People with depression tend to post images that are more blue, dark and gray, according to the study. Their images generated less "likes" but received more comments.
People with depression also tended to use fewer filters than others. But when they did, they disproportionately used the "Inkwell" filter, which removes all color from the image. They also favored the "Crema," "Willow" and "Reyes" filters.
People without depression overwhelmingly favored the "Valencia" filter, which lightens the tint of the image. They also tended to use "X-Pro II," "Hefe," "Amaro," "Rise" and "Lo-fi."

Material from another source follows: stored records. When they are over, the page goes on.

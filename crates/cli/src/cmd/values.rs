//! Implementation of the `lake values` command.

use anyhow::{Context, Result};

use lake_lib::eval::resolve_package;
use lake_lib::value::ResolvedValue;

use super::{ResolveArgs, check, load};
use crate::output::{print_json, truncate_hash};

pub fn cmd_values(args: &ResolveArgs) -> Result<()> {
  let (files, mut importer) = load(args)?;
  let values = check(resolve_package(&files, &mut importer))?;

  if args.format.is_json() {
    return print_json(&values);
  }
  for (name, value) in &values {
    match value {
      ResolvedValue::Recipe(recipe) => println!("{name} = {} {}", recipe.kind, truncate_hash(&recipe.id.0)),
      ResolvedValue::Value(value) => {
        let rendered = serde_json::to_string(value).context("Failed to serialize value")?;
        println!("{name} = {rendered}");
      }
    }
  }
  Ok(())
}
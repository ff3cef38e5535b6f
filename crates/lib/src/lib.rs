//! lake-lib: evaluation core for Lakefile directories
//!
//! A directory of `Lakefile` / `*.Lakefile` files declares:
//! - `store` and `target` blocks: content-addressed build recipes
//! - bare attributes: plain named values
//! - a `defaults` block: fallback attributes for every recipe
//!
//! Declarations reference each other by name. [`eval::resolve_directory`]
//! orders them by those references, evaluates each once, and gives every
//! recipe a stable identifier derived from its resolved attributes.

pub mod builtins;
pub mod diagnostics;
pub mod eval;
pub mod graph;
pub mod imports;
pub mod names;
pub mod placeholder;
pub mod recipe;
pub mod references;
pub mod syntax;
pub mod util;
pub mod value;
pub mod walk;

The study used Instagram data from 166 people, including 71 individuals with a history of depression. Researchers Andrew G. Reece, of Harvard University, and Christopher M. Danforth, of the University of Vermont, examined more than 43,000 photos, using color analysis, metadata components and algorithmic face detection to determine their results.
"Depressed Instagram users in our sample had an outsized preference for filtering out all color from posted photos, and showed an aversion to artificially lightening photos, compared to non-depressed controls," the researchers wrote. "These results matched well with the literature linking depression and a preference for darker, bluer and monochromatic colors."